Michael P. Reilly arcege at shore.net
Wed Aug 18 00:22:27 CEST 1999


bowman <bowman at montana.com> wrote:
: Given a string representation of an object, like you would get from
: id(), is there anyway to get back the actual object? 

The value that id() returns is defined to be the object's identity, and
is only currently implimented as the object's memory address but does not
need to be.  The value is just said to be unique to that address, which
means its use in Tkinter is good, but using the value of id() does not
give you the object back.

: As background, in Tkinter, it is possible to create a menu, add
: cascades, and then set the 'menu' attribute of a Toplevel object to that
: menu, producing a menubar. If you then create another menu containing
: the pulldown entries, you can attach this menu to the toplevel cascades
: with

:    topMenu.entryconfigure(index, menu=pullDown)

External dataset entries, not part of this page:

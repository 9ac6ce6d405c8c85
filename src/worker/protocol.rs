//! Protocol types for numeric-worker communication.
//!
//! The worker receives a feature matrix and a cluster count and returns
//! per-customer cluster assignments. Field names are the worker's wire
//! contract (camelCase); the `id` field correlates responses with
//! concurrent in-flight requests.

use serde::{Deserialize, Serialize};

/// Clustering request envelope sent to the worker.
#[derive(Debug, Clone, Serialize)]
pub struct ClusterRequestEnvelope {
    /// Unique request ID for correlation.
    pub id: String,
    /// Request kind; always `"CLUSTER"` here.
    #[serde(rename = "type")]
    pub request_type: &'static str,
    #[serde(rename = "customerIds")]
    pub customer_ids: Vec<String>,
    /// One `[recency, frequency, monetary]` row per customer.
    pub features: Vec<[f64; 3]>,
    #[serde(rename = "nClusters")]
    pub n_clusters: usize,
    /// Feature scaling applied worker-side before clustering.
    #[serde(rename = "scalingMode")]
    pub scaling_mode: i32,
    #[serde(rename = "useGPU")]
    pub use_gpu: bool,
}

/// Response envelope received from the worker. Success carries the
/// assignments; failure carries `error` and nothing else meaningful.
#[derive(Debug, Clone, Deserialize)]
pub struct ClusterResponseEnvelope {
    /// Request ID this response corresponds to.
    pub id: String,
    #[serde(default, rename = "customerIds")]
    pub customer_ids: Vec<String>,
    #[serde(default, rename = "clusterIds")]
    pub cluster_ids: Vec<usize>,
    #[serde(default, rename = "gpuUsed")]
    pub gpu_used: bool,
    /// Typed error message (present on failure).
    #[serde(default)]
    pub error: Option<String>,
}

/// The request kind tag.
pub const REQUEST_TYPE_CLUSTER: &str = "CLUSTER";

/// A clustering job before it is wrapped in a correlated envelope.
#[derive(Debug, Clone)]
pub struct ClusterJob {
    pub customer_ids: Vec<String>,
    /// One `[recency, frequency, monetary]` row per customer, positional
    /// with `customer_ids`.
    pub features: Vec<[f64; 3]>,
    pub n_clusters: usize,
    pub scaling_mode: i32,
    pub use_gpu: bool,
}

/// A successful clustering outcome.
#[derive(Debug, Clone)]
pub struct ClusterOutcome {
    /// Customer ids in the worker's row order. Row correspondence with
    /// `cluster_ids` is positional.
    pub customer_ids: Vec<String>,
    pub cluster_ids: Vec<usize>,
    pub gpu_used: bool,
}
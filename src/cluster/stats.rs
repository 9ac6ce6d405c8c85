//! Per-cluster aggregation of RFM features.
//!
//! Aggregation covers every cluster id in `[0, k)` including clusters
//! that end up empty, and the final list is sorted by total monetary
//! value descending - independent of the label order the numeric worker
//! happened to produce.

use serde::Serialize;

/// One customer with their RFM features and assigned cluster.
#[derive(Debug, Clone, PartialEq)]
pub struct CustomerRecord {
    pub customer_id: String,
    pub cluster_id: usize,
    pub recency: f64,
    pub frequency: f64,
    pub monetary: f64,
}

/// Aggregated metadata for one cluster.
#[derive(Debug, Clone, Serialize)]
pub struct ClusterMetadata {
    pub cluster_id: usize,
    pub customer_count: usize,
    pub avg_recency: f64,
    pub avg_frequency: f64,
    pub avg_monetary: f64,
    /// Sum of monetary value across the cluster's customers.
    pub total_value: f64,
    /// This cluster's share of all clusters' total value (0 when the
    /// grand total is 0).
    pub value_share: f64,
    /// Average order value: total monetary / total frequency.
    #[serde(skip_serializing_if = "Option::is_none")]
    pub avg_aov: Option<f64>,
    /// Cluster-average recency divided by the maximum recency observed
    /// across *all* customers (0 when that maximum is 0).
    #[serde(skip_serializing_if = "Option::is_none")]
    pub avg_churn_risk: Option<f64>,
    /// Radar axes, each in `[0, 1]`: recency health (inverted),
    /// frequency, monetary, average order value, value share.
    pub radar_values: [f64; 5],
}

/// Aggregate customer records into per-cluster metadata.
///
/// Assignments outside `[0, k)` are ignored; they indicate a worker bug
/// and must not panic the aggregation.
pub fn aggregate_clusters(records: &[CustomerRecord], k: usize) -> Vec<ClusterMetadata> {
    #[derive(Default, Clone, Copy)]
    struct Accumulator {
        count: usize,
        recency: f64,
        frequency: f64,
        monetary: f64,
    }

    let mut acc = vec![Accumulator::default(); k];
    let mut max_recency = 0.0f64;

    for record in records {
        if record.cluster_id >= k {
            continue;
        }
        let slot = &mut acc[record.cluster_id];
        slot.count += 1;
        slot.recency += record.recency;
        slot.frequency += record.frequency;
        slot.monetary += record.monetary;
        max_recency = max_recency.max(record.recency);
    }

    let grand_total: f64 = acc.iter().map(|a| a.monetary).sum();

    let mut clusters: Vec<ClusterMetadata> = acc
        .iter()
        .enumerate()
        .map(|(cluster_id, slot)| {
            if slot.count == 0 {
                return ClusterMetadata {
                    cluster_id,
                    customer_count: 0,
                    avg_recency: 0.0,
                    avg_frequency: 0.0,
                    avg_monetary: 0.0,
                    total_value: 0.0,
                    value_share: 0.0,
                    avg_aov: None,
                    avg_churn_risk: None,
                    radar_values: [0.0; 5],
                };
            }

            let n = slot.count as f64;
            let avg_recency = slot.recency / n;
            let avg_aov = if slot.frequency > 0.0 {
                Some(slot.monetary / slot.frequency)
            } else {
                None
            };
            let avg_churn_risk = Some(if max_recency > 0.0 {
                avg_recency / max_recency
            } else {
                0.0
            });

            ClusterMetadata {
                cluster_id,
                customer_count: slot.count,
                avg_recency,
                avg_frequency: slot.frequency / n,
                avg_monetary: slot.monetary / n,
                total_value: slot.monetary,
                value_share: if grand_total > 0.0 {
                    slot.monetary / grand_total
                } else {
                    0.0
                },
                avg_aov,
                avg_churn_risk,
                radar_values: [0.0; 5],
            }
        })
        .collect();

    fill_radar_values(&mut clusters);

    // Sort by value descending, independent of worker label order.
    clusters.sort_by(|a, b| b.total_value.total_cmp(&a.total_value));
    clusters
}

/// Normalize each axis against the maximum across clusters. Recency is
/// inverted so that a recently-active cluster scores high.
fn fill_radar_values(clusters: &mut [ClusterMetadata]) {
    let max_of = |f: fn(&ClusterMetadata) -> f64| {
        clusters
            .iter()
            .filter(|c| c.customer_count > 0)
            .map(f)
            .fold(0.0f64, f64::max)
    };

    let max_recency = max_of(|c| c.avg_recency);
    let max_frequency = max_of(|c| c.avg_frequency);
    let max_monetary = max_of(|c| c.avg_monetary);
    let max_aov = max_of(|c| c.avg_aov.unwrap_or(0.0));

    let norm = |value: f64, max: f64| if max > 0.0 { value / max } else { 0.0 };

    for cluster in clusters.iter_mut() {
        if cluster.customer_count == 0 {
            continue;
        }
        cluster.radar_values = [
            1.0 - norm(cluster.avg_recency, max_recency),
            norm(cluster.avg_frequency, max_frequency),
            norm(cluster.avg_monetary, max_monetary),
            norm(cluster.avg_aov.unwrap_or(0.0), max_aov),
            cluster.value_share,
        ];
    }
}
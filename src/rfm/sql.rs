//! RFM SQL generation.
//!
//! Two paths: pass through pre-computed R/F/M columns, or compute the
//! features from raw order rows. Every identifier interpolated here has
//! passed the identifier gate; literal values are typed (integers,
//! `chrono` dates), so the assembled text cannot carry user input.

use chrono::NaiveDate;
use serde::Serialize;

use super::detect::RfmColumns;
use super::{limits, RfmError, RfmResult};
use crate::sql::{ensure_identifier, ensure_table_name, CompileError, CompileResult};

/// A generated RFM query plus how it was built.
#[derive(Debug, Clone, Serialize)]
pub struct RfmQuery {
    pub sql: String,
    pub is_precomputed: bool,
    /// Whether the query carries the sampling clause. The clause guards
    /// itself with the population threshold, so small datasets keep
    /// every customer.
    pub is_sampled: bool,
    /// Effective sample cap when the clause is present.
    pub sample_size: usize,
}

/// Generate the RFM feature query for a table.
///
/// `sample_size` overrides the configured cap; `baseline_date` replaces
/// the table-wide `MAX(order_date)` recency baseline.
pub fn generate_rfm_sql(
    table: &str,
    columns: &RfmColumns,
    sample_size: Option<usize>,
    baseline_date: Option<NaiveDate>,
) -> CompileResult<RfmQuery> {
    let table = ensure_table_name(table)?;

    if let Some(precomputed) = &columns.precomputed {
        let recency = ensure_identifier(&precomputed.recency)?;
        let frequency = ensure_identifier(&precomputed.frequency)?;
        let monetary = ensure_identifier(&precomputed.monetary)?;

        // No physical id column means the worker still needs stable ids
        // to zip assignments against, so derive one per row.
        let id_expr = match &columns.customer_id {
            Some(id) => format!("CAST({} AS VARCHAR)", ensure_identifier(id)?),
            None => "CAST(ROW_NUMBER() OVER () AS VARCHAR)".to_string(),
        };

        // Monetary and recency must be present and non-negative;
        // frequency is deliberately not filtered.
        let sql = format!(
            "SELECT\n    {id_expr} AS customer_id,\n    CAST({recency} AS DOUBLE) AS recency,\n    CAST({frequency} AS DOUBLE) AS frequency,\n    CAST({monetary} AS DOUBLE) AS monetary\nFROM {table}\nWHERE {recency} IS NOT NULL\n  AND CAST({recency} AS DOUBLE) >= 0\n  AND {monetary} IS NOT NULL\n  AND CAST({monetary} AS DOUBLE) >= 0\nORDER BY customer_id",
        );

        return Ok(RfmQuery {
            sql,
            is_precomputed: true,
            // Sampling never modifies the pre-computed path.
            is_sampled: false,
            sample_size: 0,
        });
    }

    let customer_id = required_identifier(&columns.customer_id, "customer_id")?;
    let order_date = required_identifier(&columns.order_date, "order_date")?;
    let amount = required_identifier(&columns.order_amount, "order_amount")?;

    // Frequency counts distinct orders when an order id was detected,
    // otherwise raw rows.
    let frequency_expr = match &columns.order_id {
        Some(order_id) => format!("COUNT(DISTINCT {})", ensure_identifier(order_id)?),
        None => "COUNT(*)".to_string(),
    };

    let baseline_expr = match baseline_date {
        Some(date) => format!("CAST('{}' AS TIMESTAMP)", date.format("%Y-%m-%d")),
        None => format!("MAX(CAST({order_date} AS TIMESTAMP))"),
    };

    let cap = sample_size.unwrap_or(limits::MAX_SAMPLE_SIZE);
    let threshold = limits::LARGE_DATASET_THRESHOLD;

    let sql = format!(
        "WITH customer_orders AS (\n    SELECT\n        CAST({customer_id} AS VARCHAR) AS customer_id,\n        MAX(CAST({order_date} AS TIMESTAMP)) AS last_order_date,\n        {frequency_expr} AS frequency,\n        SUM(CAST({amount} AS DOUBLE)) AS monetary\n    FROM {table}\n    WHERE {customer_id} IS NOT NULL\n      AND {order_date} IS NOT NULL\n      AND {amount} IS NOT NULL\n      AND CAST({amount} AS DOUBLE) >= 0\n    GROUP BY CAST({customer_id} AS VARCHAR)\n),\nbaseline AS (\n    SELECT {baseline_expr} AS baseline_date FROM {table}\n),\nrfm_clean AS (\n    SELECT\n        c.customer_id,\n        CAST(DATE_DIFF('day', c.last_order_date, b.baseline_date) AS DOUBLE) AS recency,\n        CAST(c.frequency AS DOUBLE) AS frequency,\n        c.monetary AS monetary\n    FROM customer_orders c\n    CROSS JOIN baseline b\n    WHERE CAST(DATE_DIFF('day', c.last_order_date, b.baseline_date) AS DOUBLE) >= 0\n      AND c.monetary >= 0\n),\nsampled AS (\n    SELECT customer_id FROM rfm_clean ORDER BY RANDOM() LIMIT {cap}\n)\nSELECT r.customer_id, r.recency, r.frequency, r.monetary\nFROM rfm_clean r\nWHERE (SELECT COUNT(*) FROM rfm_clean) <= {threshold}\n   OR r.customer_id IN (SELECT customer_id FROM sampled)\nORDER BY r.customer_id",
    );

    Ok(RfmQuery {
        sql,
        is_precomputed: false,
        is_sampled: true,
        sample_size: cap,
    })
}

/// Companion query counting eligible customers, used to gate the full
/// RFM query.
pub fn generate_customer_count_sql(table: &str, columns: &RfmColumns) -> CompileResult<String> {
    let table = ensure_table_name(table)?;

    if let Some(precomputed) = &columns.precomputed {
        let recency = ensure_identifier(&precomputed.recency)?;
        return Ok(format!(
            "SELECT COUNT(*) AS customer_count FROM {table} WHERE {recency} IS NOT NULL"
        ));
    }

    let customer_id = required_identifier(&columns.customer_id, "customer_id")?;
    Ok(format!(
        "SELECT COUNT(DISTINCT {customer_id}) AS customer_count FROM {table} WHERE {customer_id} IS NOT NULL"
    ))
}

/// Check the eligible population against the default minimum.
pub fn validate_customer_count(actual: u64) -> RfmResult<()> {
    validate_customer_count_with(actual, limits::MIN_CUSTOMERS)
}

/// Check the eligible population against an explicit minimum.
pub fn validate_customer_count_with(actual: u64, required: u64) -> RfmResult<()> {
    if actual < required {
        Err(RfmError::InsufficientData { actual, required })
    } else {
        Ok(())
    }
}

fn required_identifier<'a>(
    column: &'a Option<String>,
    role: &'static str,
) -> CompileResult<&'a str> {
    match column {
        Some(name) => ensure_identifier(name),
        None => Err(CompileError::MissingColumn(role)),
    }
}
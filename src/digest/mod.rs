//! Bounded textual digest of a table's skill configuration.
//!
//! The digest is injected into an LLM prompt, so it has a hard character
//! budget. The field mapping is always rendered in full (small,
//! high-value); filters and metrics are cut to their Top-N/Top-K in
//! insertion order with a `+K more...` line; and the final assembled
//! string is hard-truncated as a whole - a long field mapping can starve
//! the other sections, which is the intended precedence.

use serde::{Deserialize, Serialize};

use crate::sql::filter::{FilterExpr, FilterValue, RelativeTime, ScalarValue, TimeDirection};
use crate::sql::metric::MetricDefinition;

/// Marker appended when the digest was cut at the character budget.
const TRUNCATION_MARKER: &str = "... (truncated)";

// ============================================================================
// Configuration shapes
// ============================================================================

/// One field-mapping entry: a physical column and its business meaning.
#[derive(Debug, Clone, PartialEq, Serialize, Deserialize)]
pub struct FieldMapEntry {
    pub column: String,
    pub meaning: String,
}

/// A table's skill configuration: field mapping, default filters and
/// metric definitions, all in user insertion order.
#[derive(Debug, Clone, Default, Serialize, Deserialize)]
pub struct SkillConfig {
    #[serde(default)]
    pub field_mapping: Vec<FieldMapEntry>,
    #[serde(default)]
    pub filters: Vec<FilterExpr>,
    #[serde(default)]
    pub metrics: Vec<(String, MetricDefinition)>,
}

/// Digest budget knobs, loaded from the `[digest]` settings section.
#[derive(Debug, Clone, Serialize, Deserialize)]
#[serde(default)]
pub struct DigestLimits {
    /// Hard character budget for the assembled digest.
    pub max_chars: usize,
    /// Filters kept before the `+K more...` cutoff.
    pub max_filters: usize,
    /// Metrics kept before the `+K more...` cutoff.
    pub max_metrics: usize,
}

impl Default for DigestLimits {
    fn default() -> Self {
        Self {
            max_chars: 2000,
            max_filters: 5,
            max_metrics: 10,
        }
    }
}

// ============================================================================
// Rendering
// ============================================================================

/// Render the configuration digest, honoring the Top-N/Top-K cutoffs and
/// the whole-string character budget.
pub fn render_digest(config: &SkillConfig, limits: &DigestLimits) -> String {
    let mut out = String::new();

    if !config.field_mapping.is_empty() {
        out.push_str("[Field Mapping]\n");
        for entry in &config.field_mapping {
            out.push_str(&format!("  {}: {}\n", entry.column, entry.meaning));
        }
    }

    if !config.filters.is_empty() {
        out.push_str("[Filters]\n");
        for filter in config.filters.iter().take(limits.max_filters) {
            out.push_str(&format!("  {}\n", describe_filter(filter)));
        }
        if config.filters.len() > limits.max_filters {
            out.push_str(&format!(
                "  +{} more...\n",
                config.filters.len() - limits.max_filters
            ));
        }
    }

    if !config.metrics.is_empty() {
        out.push_str("[Metrics]\n");
        for (name, metric) in config.metrics.iter().take(limits.max_metrics) {
            out.push_str(&format!("  {}: {}\n", name, describe_metric(metric)));
        }
        if config.metrics.len() > limits.max_metrics {
            out.push_str(&format!(
                "  +{} more...\n",
                config.metrics.len() - limits.max_metrics
            ));
        }
    }

    truncate_digest(out, limits.max_chars)
}

/// Pure budget predicate: does the digest fit `limit` characters?
pub fn check_digest_budget(digest: &str, limit: usize) -> bool {
    digest.chars().count() <= limit
}

/// Hard-truncate the assembled digest, appending the marker only when a
/// cut actually happened. Operates on characters, not bytes - the digest
/// is routinely CJK.
fn truncate_digest(digest: String, max_chars: usize) -> String {
    if check_digest_budget(&digest, max_chars) {
        return digest;
    }
    let mut cut: String = digest.chars().take(max_chars).collect();
    cut.push_str(TRUNCATION_MARKER);
    cut
}

/// Human-readable one-liner for a filter. This is a description for the
/// prompt, not compiled SQL - the digest depends on the shapes only.
fn describe_filter(filter: &FilterExpr) -> String {
    format!(
        "{} {} {}",
        filter.column,
        filter.op.as_str(),
        describe_value(&filter.value)
    )
}

fn describe_value(value: &FilterValue) -> String {
    match value {
        FilterValue::Scalar(s) => describe_scalar(s),
        FilterValue::List(items) => {
            let parts: Vec<String> = items.iter().map(describe_scalar).collect();
            format!("[{}]", parts.join(", "))
        }
        FilterValue::Relative(rt) => describe_relative(rt),
    }
}

fn describe_scalar(scalar: &ScalarValue) -> String {
    match scalar {
        ScalarValue::Int(n) => n.to_string(),
        ScalarValue::Float(f) => f.to_string(),
        ScalarValue::Bool(b) => b.to_string(),
        ScalarValue::String(s) => format!("'{}'", s),
    }
}

fn describe_relative(rt: &RelativeTime) -> String {
    let direction = match rt.direction {
        TimeDirection::Past => "last",
        TimeDirection::Future => "next",
    };
    format!("{} {} {:?}", direction, rt.amount, rt.unit).to_lowercase()
}

fn describe_metric(metric: &MetricDefinition) -> String {
    let base = match &metric.column {
        Some(column) => format!("{}({})", metric.aggregation.as_str(), column),
        None => format!("{}(*)", metric.aggregation.as_str()),
    };
    match metric.filters.len() {
        0 => base,
        1 => format!("{}, 1 condition", base),
        n => format!("{}, {} conditions", base, n),
    }
}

: So far, so good. However, if you then want to walk the menu tree, 
: 	
:    topMenu.entrycget(index, 'menu') 

: will return a string such as .135753368.135845912, and not a copy of the
: menu object.  This is indeed the same thing you get if you 'print
: pullDown', but is not too useful for manipulating the attributes or
: entries of the menu.

True, it isn't all that useful; the common method is to save the widget
when you want to use it later.

: It is easy enough to just refer to the menu directly, but in some
: instances it might be useful to have the ability to modify the 4th entry
: in the 3rd cascade with only a reference to the top level object.

Since the object's identity is unique, it's good to use as a hash value
(in fact, it is the default hash value for a class), so you can create
a dictionary that captures the information for you:
  widget_map = {}
  widget_map[str(widget)] = widget

But for this problem specifically, you can use my MenuEntry module:
  http://starship.python.net/crew/arcege/modules/MenuEntry.py

It lets you do something like the following:
  menu = Menu(mbutton)
  open = MenuCommand(menu, label='Open...', command=self.openfile_dialog)
  save = MenuCommand(menu, label='Save', command=self.savefile_default)
  saveas = MenuCommand(menu, label='Save...', command=self.savefile_dialog)
  MenuSeparator(menu)
  MenuCommand(menu, label='Quit', command=self.quitapp)
  save.config(state=DISABLED)  # "grey-out" the menu option
  print save['label']

MenuCascade objects create a submenu for you (called "submenu").